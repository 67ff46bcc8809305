//! BIP-340 Schnorr signing of note ids.

use std::fmt;

use rand::RngCore;
use secp256k1::{All, Keypair, Message, Secp256k1};
use zeroize::Zeroizing;

use crate::error::{BridgeError, Result};
use crate::event::{Event, EventId, UnsignedEvent};

/// Holds the author's key pair for the lifetime of the process.
pub struct Signer {
    secp: Secp256k1<All>,
    keypair: Keypair,
}

impl Signer {
    /// Decode a 64-character hex secret key.
    pub fn from_hex(secret_hex: &str) -> Result<Self> {
        let bytes = Zeroizing::new(
            hex::decode(secret_hex.trim())
                .map_err(|e| BridgeError::KeyDecode(format!("private key: {e}")))?,
        );
        if bytes.len() != 32 {
            return Err(BridgeError::KeyDecode(format!(
                "private key: expected 32 bytes, got {}",
                bytes.len()
            )));
        }
        let secp = Secp256k1::new();
        let keypair = Keypair::from_seckey_slice(&secp, &bytes)
            .map_err(|e| BridgeError::KeyDecode(format!("private key: {e}")))?;
        Ok(Self { secp, keypair })
    }

    /// X-only public key matching the secret, as lowercase hex.
    pub fn public_key_hex(&self) -> String {
        hex::encode(self.keypair.x_only_public_key().0.serialize())
    }

    /// Sign the raw 32 id bytes, returning 128 hex characters.
    ///
    /// Fresh auxiliary randomness is mixed into every nonce.
    pub fn sign_id(&self, id: &EventId) -> Result<String> {
        let msg = Message::from_digest(*id.as_bytes());
        let mut aux = [0u8; 32];
        rand::thread_rng().fill_bytes(&mut aux);
        let sig = self
            .secp
            .sign_schnorr_with_aux_rand(&msg, &self.keypair, &aux);
        // Catch a faulty primitive before the note leaves the process.
        let (xonly, _) = self.keypair.x_only_public_key();
        self.secp.verify_schnorr(&sig, &msg, &xonly)?;
        Ok(hex::encode(sig.serialize()))
    }

    /// Finalize a note: derive its id, then sign that id.
    pub fn sign(&self, unsigned: UnsignedEvent) -> Result<Event> {
        let id = unsigned.id()?;
        let sig = self.sign_id(&id)?;
        Ok(Event::from_parts(unsigned, id, sig))
    }
}

impl fmt::Debug for Signer {
    fn fmt(&self, f: &mut fmt::Formatter<'_>) -> fmt::Result {
        f.debug_struct("Signer")
            .field("pubkey", &self.public_key_hex())
            .finish_non_exhaustive()
    }
}

#[cfg(test)]
mod tests {
    use super::*;
    use secp256k1::{schnorr::Signature, XOnlyPublicKey};

    const SECRET: &str = "0101010101010101010101010101010101010101010101010101010101010101";

    #[test]
    fn rejects_malformed_keys() {
        assert!(matches!(Signer::from_hex("zz"), Err(BridgeError::KeyDecode(_))));
        assert!(matches!(Signer::from_hex("abcd"), Err(BridgeError::KeyDecode(_))));
        assert!(matches!(
            Signer::from_hex(&"00".repeat(32)),
            Err(BridgeError::KeyDecode(_))
        ));
    }

    #[test]
    fn public_key_matches_secret() {
        let secp = Secp256k1::new();
        let kp = Keypair::from_seckey_slice(&secp, &[1u8; 32]).unwrap();
        let signer = Signer::from_hex(SECRET).unwrap();
        assert_eq!(
            signer.public_key_hex(),
            hex::encode(kp.x_only_public_key().0.serialize())
        );
    }

    #[test]
    fn signature_verifies_independently() {
        let signer = Signer::from_hex(SECRET).unwrap();
        let unsigned =
            UnsignedEvent::text_note(signer.public_key_hex(), "hello").with_created_at(1);
        let ev = signer.sign(unsigned).unwrap();
        assert_eq!(ev.sig.len(), 128);

        let secp = Secp256k1::verification_only();
        let sig = Signature::from_slice(&hex::decode(&ev.sig).unwrap()).unwrap();
        let pk = XOnlyPublicKey::from_slice(&hex::decode(&ev.pubkey).unwrap()).unwrap();
        let id = EventId::from_hex(&ev.id).unwrap();
        secp.verify_schnorr(&sig, &Message::from_digest(*id.as_bytes()), &pk)
            .unwrap();
        ev.verify().unwrap();
    }

    #[test]
    fn signatures_differ_per_id_and_per_call() {
        let signer = Signer::from_hex(SECRET).unwrap();
        let a = EventId::derive(b"a");
        let b = EventId::derive(b"b");
        assert_ne!(signer.sign_id(&a).unwrap(), signer.sign_id(&b).unwrap());
        assert_ne!(signer.sign_id(&a).unwrap(), signer.sign_id(&a).unwrap());
    }

    #[test]
    fn tampered_content_fails_verification() {
        let signer = Signer::from_hex(SECRET).unwrap();
        let mut ev = signer
            .sign(UnsignedEvent::text_note(signer.public_key_hex(), "a"))
            .unwrap();
        ev.content = "b".into();
        assert!(ev.verify().is_err());
    }

    #[test]
    fn debug_does_not_leak_secret() {
        let signer = Signer::from_hex(SECRET).unwrap();
        let dbg = format!("{signer:?}");
        assert!(!dbg.contains(SECRET));
        assert!(dbg.contains(&signer.public_key_hex()));
    }
}
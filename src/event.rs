//! Nostr note model, canonical serialization and id derivation.

use std::time::{SystemTime, UNIX_EPOCH};

use anyhow::{anyhow, Context, Result as AnyResult};
use secp256k1::{schnorr::Signature, Message, Secp256k1, XOnlyPublicKey};
use serde::{Deserialize, Serialize};
use sha2::{Digest, Sha256};

use crate::error::Result;

/// Kind number of a plain text note.
pub const KIND_TEXT_NOTE: u32 = 1;

/// Wrapper for a Nostr tag expressed as an array of strings.
///
/// The first element names the tag and the rest carry data, e.g.
/// `["t", "news"]` becomes `Tag(vec!["t".into(), "news".into()])`. Notes
/// produced by the bridge never carry tags, but the shape is kept so the
/// canonical form matches what other implementations hash.
#[derive(Debug, Clone, Serialize, Deserialize, PartialEq, Eq)]
pub struct Tag(pub Vec<String>);

/// Fields of a note before its id is known.
///
/// Nothing here can be changed after [`crate::signer::Signer::sign`] consumes
/// it, so the id is always computed over the final values.
#[derive(Debug, Clone, PartialEq, Eq)]
pub struct UnsignedEvent {
    /// Author public key (x-only, hex).
    pub pubkey: String,
    /// Unix timestamp in seconds.
    pub created_at: u64,
    pub kind: u32,
    pub tags: Vec<Tag>,
    pub content: String,
}

impl UnsignedEvent {
    /// Build a kind-1 note stamped with the current wall-clock time.
    pub fn text_note(pubkey: impl Into<String>, content: impl Into<String>) -> Self {
        Self {
            pubkey: pubkey.into(),
            created_at: unix_now(),
            kind: KIND_TEXT_NOTE,
            tags: Vec::new(),
            content: content.into(),
        }
    }

    /// Override the creation timestamp.
    pub fn with_created_at(mut self, created_at: u64) -> Self {
        self.created_at = created_at;
        self
    }

    /// Encode `[0, pubkey, created_at, kind, tags, content]` as compact JSON.
    ///
    /// Element order is fixed and serde_json emits no whitespace, so equal
    /// fields always yield identical bytes.
    pub fn canonical_bytes(&self) -> Result<Vec<u8>> {
        let form = (
            0u8,
            &self.pubkey,
            self.created_at,
            self.kind,
            &self.tags,
            &self.content,
        );
        Ok(serde_json::to_vec(&form)?)
    }

    /// SHA-256 of the canonical bytes.
    pub fn id(&self) -> Result<EventId> {
        Ok(EventId::derive(&self.canonical_bytes()?))
    }
}

/// 32-byte content hash that doubles as the note's primary key.
#[derive(Debug, Clone, Copy, PartialEq, Eq, Hash)]
pub struct EventId([u8; 32]);

impl EventId {
    /// Hash arbitrary canonical bytes.
    pub fn derive(canonical: &[u8]) -> Self {
        Self(Sha256::digest(canonical).into())
    }

    /// Parse a 64-character hex id.
    pub fn from_hex(s: &str) -> AnyResult<Self> {
        let bytes = hex::decode(s).with_context(|| format!("note id {s:?}"))?;
        let arr: [u8; 32] = bytes
            .try_into()
            .map_err(|v: Vec<u8>| anyhow!("note id: expected 32 bytes, got {}", v.len()))?;
        Ok(Self(arr))
    }

    pub fn as_bytes(&self) -> &[u8; 32] {
        &self.0
    }

    /// Lowercase hex, 64 characters.
    pub fn to_hex(&self) -> String {
        hex::encode(self.0)
    }
}

/// Signed note as sent to relays.
///
/// ```json
/// {
///   "id": "4f3c...",
///   "pubkey": "abab...",
///   "created_at": 1700000000,
///   "kind": 1,
///   "tags": [],
///   "content": "hi",
///   "sig": "9e1a..."
/// }
/// ```
#[derive(Debug, Clone, Serialize, Deserialize, PartialEq, Eq)]
pub struct Event {
    /// Event identifier (hex of SHA-256 hash).
    pub id: String,
    /// Author public key (hex).
    pub pubkey: String,
    /// Unix timestamp of creation.
    pub created_at: u64,
    pub kind: u32,
    pub tags: Vec<Tag>,
    pub content: String,
    /// Schnorr signature over the raw id bytes (hex).
    pub sig: String,
}

impl Event {
    pub(crate) fn from_parts(unsigned: UnsignedEvent, id: EventId, sig: String) -> Self {
        Self {
            id: id.to_hex(),
            pubkey: unsigned.pubkey,
            created_at: unsigned.created_at,
            kind: unsigned.kind,
            tags: unsigned.tags,
            content: unsigned.content,
            sig,
        }
    }

    /// Fields covered by the id, detached from `id` and `sig`.
    pub fn unsigned(&self) -> UnsignedEvent {
        UnsignedEvent {
            pubkey: self.pubkey.clone(),
            created_at: self.created_at,
            kind: self.kind,
            tags: self.tags.clone(),
            content: self.content.clone(),
        }
    }

    /// Relay envelope `["EVENT", {...}]` as a text frame payload.
    pub fn to_envelope(&self) -> Result<String> {
        Ok(serde_json::to_string(&("EVENT", self))?)
    }

    /// Recompute the id and check the Schnorr signature against `pubkey`.
    pub fn verify(&self) -> AnyResult<()> {
        let claimed = EventId::from_hex(&self.id)?;
        let id = self.unsigned().id()?;
        if id != claimed {
            return Err(anyhow!("id mismatch: expected {}", id.to_hex()));
        }
        let sig = Signature::from_slice(&hex::decode(&self.sig)?)?;
        let pk = XOnlyPublicKey::from_slice(&hex::decode(&self.pubkey)?)?;
        let secp = Secp256k1::verification_only();
        let msg = Message::from_digest(*id.as_bytes());
        secp.verify_schnorr(&sig, &msg, &pk)?;
        Ok(())
    }
}

fn unix_now() -> u64 {
    SystemTime::now()
        .duration_since(UNIX_EPOCH)
        .map(|d| d.as_secs())
        .unwrap_or(0)
}
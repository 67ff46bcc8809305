//! Failure taxonomy for the note pipeline.

use thiserror::Error;

/// Errors produced while turning one chat message into a published note.
///
/// Each variant is scoped to a single message: the bridge logs it and moves
/// on to the next message.
#[derive(Debug, Error)]
pub enum BridgeError {
    /// A field could not be encoded as JSON.
    #[error("serialize: {0}")]
    Serialization(#[from] serde_json::Error),

    /// The private key is not valid hex of the right length.
    #[error("key decode: {0}")]
    KeyDecode(String),

    /// The secp256k1 primitive rejected the key/message pair.
    #[error("sign: {0}")]
    Signing(#[from] secp256k1::Error),

    /// Relay connect, write, or read failed.
    #[error("relay connection: {0}")]
    Connection(String),
}

impl From<tokio_tungstenite::tungstenite::Error> for BridgeError {
    fn from(e: tokio_tungstenite::tungstenite::Error) -> Self {
        BridgeError::Connection(e.to_string())
    }
}

impl BridgeError {
    /// Short name of the pipeline stage that failed, used as a log field.
    pub fn stage(&self) -> &'static str {
        match self {
            BridgeError::Serialization(_) => "serialize",
            BridgeError::KeyDecode(_) => "key-decode",
            BridgeError::Signing(_) => "sign",
            BridgeError::Connection(_) => "publish",
        }
    }
}

pub type Result<T> = std::result::Result<T, BridgeError>;
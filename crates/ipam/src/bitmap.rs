/*
 * SPDX-FileCopyrightText: Copyright (c) 2021-2024 NVIDIA CORPORATION & AFFILIATES. All rights reserved.
 * SPDX-License-Identifier: LicenseRef-NvidiaProprietary
 *
 * NVIDIA CORPORATION, its affiliates and licensors retain all intellectual
 * property and proprietary rights in and to this material, related
 * documentation and any modifications thereto. Any use, reproduction,
 * disclosure or distribution of this material and related documentation
 * without an express license agreement from NVIDIA CORPORATION or
 * its affiliates is strictly prohibited.
 */
use serde::{Deserialize, Serialize};

/// A fixed-size allocation bitmap for a single block, backed by `u64` words.
/// One bit per address offset within the block; a set bit means allocated
/// (either to a live endpoint, or permanently to a blackout).
#[derive(Clone, Debug, Default, Serialize, Deserialize)]
pub struct Bitmap {
    words: Vec<u64>,
    len: usize,
}

impl Bitmap {
    pub fn new(len: usize) -> Self {
        Self {
            words: vec![0u64; len.div_ceil(64)],
            len,
        }
    }

    pub fn len(&self) -> usize {
        self.len
    }

    pub fn is_empty(&self) -> bool {
        self.len == 0
    }

    pub fn get(&self, offset: usize) -> bool {
        assert!(offset < self.len, "bitmap offset out of range");
        (self.words[offset / 64] >> (offset % 64)) & 1 == 1
    }

    pub fn set(&mut self, offset: usize) {
        assert!(offset < self.len, "bitmap offset out of range");
        self.words[offset / 64] |= 1u64 << (offset % 64);
    }

    pub fn clear(&mut self, offset: usize) {
        assert!(offset < self.len, "bitmap offset out of range");
        self.words[offset / 64] &= !(1u64 << (offset % 64));
    }

    /// Index of the lowest-offset unset bit, if any.
    pub fn first_free(&self) -> Option<usize> {
        for (word_idx, word) in self.words.iter().enumerate() {
            if *word != u64::MAX {
                let bit = word.trailing_ones() as usize;
                let offset = word_idx * 64 + bit;
                if offset < self.len {
                    return Some(offset);
                }
            }
        }
        None
    }

    pub fn count_ones(&self) -> usize {
        self.words.iter().map(|w| w.count_ones() as usize).sum()
    }

    pub fn is_reusable(&self) -> bool {
        self.count_ones() == 0
    }

    /// Offsets of every set bit, in ascending order.
    pub fn allocated_offsets(&self) -> Vec<usize> {
        (0..self.len).filter(|o| self.get(*o)).collect()
    }
}

#[cfg(test)]
mod tests {
    use super::*;

    #[test]
    fn set_clear_and_first_free() {
        let mut bm = Bitmap::new(4);
        assert_eq!(bm.first_free(), Some(0));
        bm.set(0);
        bm.set(1);
        assert_eq!(bm.first_free(), Some(2));
        bm.clear(0);
        assert_eq!(bm.first_free(), Some(0));
        assert_eq!(bm.count_ones(), 1);
    }

    #[test]
    fn exhausted_bitmap_has_no_free_bit() {
        let mut bm = Bitmap::new(3);
        bm.set(0);
        bm.set(1);
        bm.set(2);
        assert_eq!(bm.first_free(), None);
        assert!(!bm.is_reusable());
    }

    #[test]
    fn spans_multiple_words() {
        let mut bm = Bitmap::new(130);
        for o in 0..129 {
            bm.set(o);
        }
        assert_eq!(bm.first_free(), Some(129));
        bm.set(129);
        assert_eq!(bm.first_free(), None);
    }
}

EXERCISE BRIEF
Report how many lines in the records hold the word "timestamp", giving the number and nothing else.

SOLUTION TO THIS EXERCISE
3